Nikodemus Siivola tries to demonstrate the hazards of overenthusiastic blogging about a new tool of expression. Unfortunately his parody doesn't make the point well, because it's too close to being good. I didn't even suspect it was a parody until I got to the first nonsensical bit:
This macro expands into an elegant recursion that constructs a list by repeatedly calling a function with the results of evaluating arguments. The last bit is the key to its power:
;;; no need for this (let ((stream (make-stream))) (---> *n* (composition) stream)) ;;; just this is enough (---> *n* (composition) (make-stream))
Even at that point, I was willing to believe the author had just garbled his explanation. To recognise a piece as parody implies an insult: this is so bad it can't be serious. That's a harsh condemnation to make of code you don't understand. And code in an unfamiliar language can be as impenetrable as merely bad code. I don't think rejection is a good default response to anything difficult or novel.
In other words, the arrow macros I presented were intentionally horrible. If you thought they were neat, think again.
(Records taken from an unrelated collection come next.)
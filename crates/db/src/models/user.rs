//! User entity model and DTOs.

use giftlist_core::types::{DbId, Timestamp};
use serde::Serialize;
use sqlx::FromRow;

/// Full user row from the `users` table.
///
/// Contains the password hash -- NEVER serialize this to API responses.
/// Use [`UserResponse`] for external-facing output.
#[derive(Debug, Clone, FromRow)]
pub struct User {
    pub id: DbId,
    pub email: String,
    pub password_hash: String,
    pub is_active: bool,
    pub last_login_at: Option<Timestamp>,
    pub failed_login_count: i32,
    pub locked_until: Option<Timestamp>,
    pub created_at: Timestamp,
    pub updated_at: Timestamp,
}

/// Safe user representation for API responses (no password hash).
#[derive(Debug, Clone, Serialize)]
pub struct UserResponse {
    pub id: DbId,
    pub email: String,
    pub is_active: bool,
    pub last_login_at: Option<Timestamp>,
    pub created_at: Timestamp,
}

impl From<&User> for UserResponse {
    fn from(user: &User) -> Self {
        Self {
            id: user.id,
            email: user.email.clone(),
            is_active: user.is_active,
            last_login_at: user.last_login_at,
            created_at: user.created_at,
        }
    }
}

/// DTO for creating a new user. The password is hashed by the caller.
#[derive(Debug)]
pub struct CreateUser {
    pub email: String,
    pub password_hash: String,
}
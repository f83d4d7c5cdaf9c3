//! Route definitions for authentication.
//!
//! ```text
//! POST /register   -> register
//! POST /login      -> login
//! POST /refresh    -> refresh
//! POST /logout     -> logout (requires auth)
//! ```

use axum::routing::post;
use axum::Router;

use crate::handlers::auth;
use crate::state::AppState;

pub fn router() -> Router<AppState> {
    Router::new()
        .route("/register", post(auth::register))
        .route("/login", post(auth::login))
        .route("/refresh", post(auth::refresh))
        .route("/logout", post(auth::logout))
}
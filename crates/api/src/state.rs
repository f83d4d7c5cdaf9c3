use std::sync::Arc;

use giftlist_ai::CompletionProvider;

use crate::config::ServerConfig;

/// Shared application state available to all Axum handlers via
/// `State<AppState>`.
///
/// This is cheaply cloneable (inner data is behind `Arc` or is already
/// `Clone`). The completion provider is held behind its capability trait so
/// tests can substitute their own implementation.
#[derive(Clone)]
pub struct AppState {
    /// Database connection pool.
    pub pool: giftlist_db::DbPool,
    /// Server configuration.
    pub config: Arc<ServerConfig>,
    /// Chat-completion provider used by the suggestion endpoint.
    pub completion: Arc<dyn CompletionProvider>,
}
They were horrible in their details, but the basic ideas are right. <---
needs a better name, like iterate
, or unfold
(with a finished-p
argument). --->
is take
and map
with a perverse way of calling its argument. Aside from producing that argument, I can't think of a good use for <-
, but having a short way to write compose
is important. So I thought they were neat. Done wrong, sure, but they're the right thing done wrong. What I saw in the final example was this:
(map - (take 3 (iterate 0 1+)))
Apparently Nikodemus can't write wholly bad code if he tries.